OpenTelemetry and open source community growth
The OpenTelemetry community has experienced significant and consistent growth in popularity and contributions over the past two years. This is reflected in key GitHub metrics.
GitHub stars: The 63% year-over-year (YoY) and 136% two-year increase in GitHub stars for the top 10 OpenTelemetry repositories suggest a growing interest and appreciation for the project within the developer community. GitHub stars are often used as a measure of a project’s popularity because they indicate how many users bookmarked the project for reference or to express their liking for the project.
Code commits: The 45% YoY and 95% two-year increase in code commits indicate a high level of active participation in the project. The chart illustrates an unusually even distribution of code commits across repos.

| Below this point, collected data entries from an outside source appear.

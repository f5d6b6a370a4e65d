use serde_json::Value;

use crate::error::AssetError;
use crate::http::{JsonFetcher, take_field};

pub const PATHWAY_INFO_URL: &str = "https://www.wikipathways.org/json/getPathwayInfo.json";

const CATALOG: &str = "WikiPathways";

pub trait PathwayClient {
    /// Returns the `pathwayInfo` payload exactly as served.
    fn pathway_info(&self) -> Result<Value, AssetError>;
}

#[derive(Clone)]
pub struct WikiPathwaysHttpClient {
    fetcher: JsonFetcher,
    url: String,
}

impl WikiPathwaysHttpClient {
    pub fn new() -> Result<Self, AssetError> {
        Self::with_url(PATHWAY_INFO_URL)
    }

    pub fn with_url(url: impl Into<String>) -> Result<Self, AssetError> {
        Ok(Self {
            fetcher: JsonFetcher::new(CATALOG)?,
            url: url.into(),
        })
    }
}

impl PathwayClient for WikiPathwaysHttpClient {
    fn pathway_info(&self) -> Result<Value, AssetError> {
        let document = self.fetcher.get(&self.url)?;
        take_field(document, CATALOG, "pathwayInfo")
    }
}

This is due to the fact that coders need to implement a similar set of instrumentation code for each development language.
Contributing coders and companies: The 25% two-year increase in contributing coders suggests that the project is attracting more individual contributors and gaining more corporate support. This could be due to the perceived value of the project in the industry, leading more companies to invest resources into contributing to its development.
Contributors and contributing organizations
These numbers collectively suggest that OpenTelemetry is gaining traction in the developer community and the industry at large. The consistent growth in contributions and interest over the past two years indicates that the project is likely to continue to grow and evolve, potentially becoming a standard tool for observability in the cloud native space.
OpenTelemetry-related GitHub repos
Grafana (dashboards), Prometheus (Kubernetes metrics), and Apache Skywalking (application performance monitoring for microservices) are the top three most prominent GitHub repositories related to OpenTelemetry, with Grafana’s Loki (log management), Elastic Kibana, and Jaeger following suit.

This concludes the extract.